- [MATERIAL SHOWN]:
//! Category-wide surges of trigger and framework values for the weekly pulse.

use serde::{Deserialize, Serialize};

use crate::aggregate::Aggregation;
use crate::radar::round_half_up;
use crate::window::{PULSE_BASELINE_DAYS, PULSE_RECENT_DAYS};

/// Minimum percent increase over the weekly baseline.
pub const SURGE_MIN_INCREASE: i64 = 30;
/// Minimum recent-window count.
pub const SURGE_MIN_COUNT: u32 = 2;

#[derive(Debug, Clone, PartialEq, Serialize, Deserialize)]
#[serde(rename_all = "camelCase")]
pub struct Surge {
    pub field: String,
    pub label: String,
    pub value: String,
    pub recent_count: u32,
    pub baseline_count: u32,
    /// Baseline count scaled to a 7-day equivalent.
    pub baseline_weekly: f64,
    pub increase: i64,
}

/// Weekly-normalized percent increase of `recent` over `baseline`.
///
/// With no baseline the increase is `recent * 100`.
#[must_use]
pub fn weekly_increase(recent: u32, baseline: u32) -> (f64, i64) {
    #[allow(clippy::cast_precision_loss)]
    let weeks = PULSE_BASELINE_DAYS as f64 / PULSE_RECENT_DAYS as f64;
    let base_weekly = f64::from(baseline) / weeks;
    let increase = if baseline == 0 {
        i64::from(recent) * 100
    } else {
        round_half_up((f64::from(recent) - base_weekly) / base_weekly * 100.0)
    };
    (base_weekly, increase)
}

/// Every qualifying surge across the aggregated fields, in field then
/// first-seen order. Not ranked or truncated.
#[must_use]
pub fn detect_surges(aggregation: &Aggregation) -> Vec<Surge> {
    let mut surges = Vec::new();
    for field_tally in &aggregation.fields {
        for tally in field_tally.tallies() {
            let (baseline_weekly, increase) = weekly_increase(tally.recent, tally.baseline);
            if increase >= SURGE_MIN_INCREASE && tally.recent >= SURGE_MIN_COUNT {
                surges.push(Surge {
                    field: field_tally.field.key.to_string(),
                    label: field_tally.field.label.to_string(),
                    value: tally.value.clone(),
                    recent_count: tally.recent,
                    baseline_count: tally.baseline,
                    baseline_weekly,
                    increase,
                });
            }
        }
    }
    surges
}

- [WHAT YOU HAVE TO DO]:
In the listing above, find the line with "Weekly-normalized percent increase" and the line with "let weeks = PULSE_BASELINE_DAYS", then reproduce both and every line between them exactly.

- [PROBLEM SOLUTION]:
/// Weekly-normalized percent increase of `recent` over `baseline`.
///
/// With no baseline the increase is `recent * 100`.
#[must_use]
pub fn weekly_increase(recent: u32, baseline: u32) -> (f64, i64) {
    #[allow(clippy::cast_precision_loss)]
    let weeks = PULSE_BASELINE_DAYS as f64 / PULSE_RECENT_DAYS as f64;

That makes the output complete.